• **EXERCISE PROMPT**
Write each entry down again precisely, skipping nothing.
──────── DATA SHOWN
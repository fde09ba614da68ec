use axum::extract::Path;
use axum::response::IntoResponse;
use axum::routing::{get, post, put};
use axum::{Extension, Json};
use http::header::CONTENT_TYPE;
use http::StatusCode;

use crate::entry::{Entry, EntryId, EntryUpdate};
use crate::{routes, Result};

use super::{ControllerExt, Router};

pub fn router() -> Router {
    Router::new()
        .route(routes::ENTRIES, get(list).post(add).delete(clear))
        .route(routes::ENTRY, put(update).delete(remove))
        .route(routes::ENTRIES_IMPORT, post(import))
        .route(routes::ENTRIES_EXPORT, get(export))
}

#[derive(Clone, Debug, Deserialize, Serialize)]
#[serde(rename_all = "camelCase")]
pub struct NewEntry {
    pub email: String,
    pub image_link: String,
    #[serde(default)]
    pub name: Option<String>,
}

pub async fn list(Extension(controller): ControllerExt) -> Json<Vec<Entry>> {
    Json(controller.entries())
}

pub async fn add(
    Extension(controller): ControllerExt,
    Json(new): Json<NewEntry>,
) -> Result<impl IntoResponse> {
    let entry = controller.add_entry(new.email, new.image_link, new.name)?;
    Ok((StatusCode::CREATED, Json(entry)))
}

pub async fn update(
    Path(id): Path<EntryId>,
    Extension(controller): ControllerExt,
    Json(update): Json<EntryUpdate>,
) -> Result<Json<Entry>> {
    Ok(Json(controller.update_entry(id, update)?))
}

pub async fn remove(
    Path(id): Path<EntryId>,
    Extension(controller): ControllerExt,
) -> Result<Json<Entry>> {
    Ok(Json(controller.remove_entry(id)?))
}

pub async fn clear(Extension(controller): ControllerExt) -> Result<StatusCode> {
    controller.clear()?;
    Ok(StatusCode::NO_CONTENT)
}

/// Appends the rows of a csv body to the batch.
pub async fn import(Extension(controller): ControllerExt, body: String) -> Result<impl IntoResponse> {
    let added = controller.import(body.as_bytes())?;
    Ok(Json(serde_json::json!({ "added": added })))
}

pub async fn export(Extension(controller): ControllerExt) -> Result<impl IntoResponse> {
    let mut out = Vec::new();
    controller.export(&mut out)?;
    Ok(([(CONTENT_TYPE, "text/csv")], out))
}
────────────────
• **SOLUTION TO THIS TASK**
repository fde09ba614da68ec
use axum::extract::Path;
use axum::response::IntoResponse;
use axum::routing::{get, post, put};
use axum::{Extension, Json};
use http::header::CONTENT_TYPE;
use http::StatusCode;

use crate::entry::{Entry, EntryId, EntryUpdate};
use crate::{routes, Result};

use super::{ControllerExt, Router};

pub fn router() -> Router {
    Router::new()
        .route(routes::ENTRIES, get(list).post(add).delete(clear))
        .route(routes::ENTRY, put(update).delete(remove))
        .route(routes::ENTRIES_IMPORT, post(import))
        .route(routes::ENTRIES_EXPORT, get(export))
}

#[derive(Clone, Debug, Deserialize, Serialize)]
#[serde(rename_all = "camelCase")]
pub struct NewEntry {
    pub email: String,
    pub image_link: String,
    #[serde(default)]
    pub name: Option<String>,
}

pub async fn list(Extension(controller): ControllerExt) -> Json<Vec<Entry>> {
    Json(controller.entries())
}

pub async fn add(
    Extension(controller): ControllerExt,
    Json(new): Json<NewEntry>,
) -> Result<impl IntoResponse> {
    let entry = controller.add_entry(new.email, new.image_link, new.name)?;
    Ok((StatusCode::CREATED, Json(entry)))
}

pub async fn update(
    Path(id): Path<EntryId>,
    Extension(controller): ControllerExt,
    Json(update): Json<EntryUpdate>,
) -> Result<Json<Entry>> {
    Ok(Json(controller.update_entry(id, update)?))
}

pub async fn remove(
    Path(id): Path<EntryId>,
    Extension(controller): ControllerExt,
) -> Result<Json<Entry>> {
    Ok(Json(controller.remove_entry(id)?))
}

pub async fn clear(Extension(controller): ControllerExt) -> Result<StatusCode> {
    controller.clear()?;
    Ok(StatusCode::NO_CONTENT)
}

/// Appends the rows of a csv body to the batch.
pub async fn import(Extension(controller): ControllerExt, body: String) -> Result<impl IntoResponse> {
    let added = controller.import(body.as_bytes())?;
    Ok(Json(serde_json::json!({ "added": added })))
}

pub async fn export(Extension(controller): ControllerExt) -> Result<impl IntoResponse> {
    let mut out = Vec::new();
    controller.export(&mut out)?;
    Ok(([(CONTENT_TYPE, "text/csv")], out))
}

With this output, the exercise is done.